Return the records exactly, from the first line through the "let mut set = descriptor_set(args);" line.

### Stored dataset items
^^^^^^^^^^^^^^^^
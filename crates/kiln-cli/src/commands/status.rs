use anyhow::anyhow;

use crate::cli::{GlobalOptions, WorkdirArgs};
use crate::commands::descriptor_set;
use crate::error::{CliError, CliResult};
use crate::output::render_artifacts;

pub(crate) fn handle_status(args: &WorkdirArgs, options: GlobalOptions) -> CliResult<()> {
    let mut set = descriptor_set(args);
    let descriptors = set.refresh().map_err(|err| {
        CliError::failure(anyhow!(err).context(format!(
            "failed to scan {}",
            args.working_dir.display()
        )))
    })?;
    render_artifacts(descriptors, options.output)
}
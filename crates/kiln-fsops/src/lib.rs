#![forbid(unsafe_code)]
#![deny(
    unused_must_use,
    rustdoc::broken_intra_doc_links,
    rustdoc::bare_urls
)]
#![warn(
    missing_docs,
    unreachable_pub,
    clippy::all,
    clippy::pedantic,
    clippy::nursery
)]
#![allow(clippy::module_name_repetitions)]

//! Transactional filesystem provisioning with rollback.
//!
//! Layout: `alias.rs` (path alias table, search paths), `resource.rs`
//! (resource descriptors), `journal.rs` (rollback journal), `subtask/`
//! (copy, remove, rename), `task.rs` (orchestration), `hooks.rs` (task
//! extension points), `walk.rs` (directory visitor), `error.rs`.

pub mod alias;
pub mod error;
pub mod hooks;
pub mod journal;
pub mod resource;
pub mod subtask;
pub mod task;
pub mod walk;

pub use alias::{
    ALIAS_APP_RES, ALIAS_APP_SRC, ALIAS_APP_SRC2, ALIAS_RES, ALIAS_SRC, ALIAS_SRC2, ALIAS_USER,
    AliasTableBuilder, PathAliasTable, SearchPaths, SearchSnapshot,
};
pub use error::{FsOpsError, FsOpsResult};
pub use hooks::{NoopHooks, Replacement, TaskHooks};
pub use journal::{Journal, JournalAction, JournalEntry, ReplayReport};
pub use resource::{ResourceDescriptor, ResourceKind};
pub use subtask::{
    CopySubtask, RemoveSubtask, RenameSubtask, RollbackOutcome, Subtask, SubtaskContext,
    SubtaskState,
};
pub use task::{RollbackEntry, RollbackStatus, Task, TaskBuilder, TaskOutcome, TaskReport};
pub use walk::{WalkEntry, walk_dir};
^^^^^^^^^^^^^^^^
### Answer box
filename crates/kiln-cli/src/commands/status.rs
use anyhow::anyhow;

use crate::cli::{GlobalOptions, WorkdirArgs};
use crate::commands::descriptor_set;
use crate::error::{CliError, CliResult};
use crate::output::render_artifacts;

pub(crate) fn handle_status(args: &WorkdirArgs, options: GlobalOptions) -> CliResult<()> {
    let mut set = descriptor_set(args);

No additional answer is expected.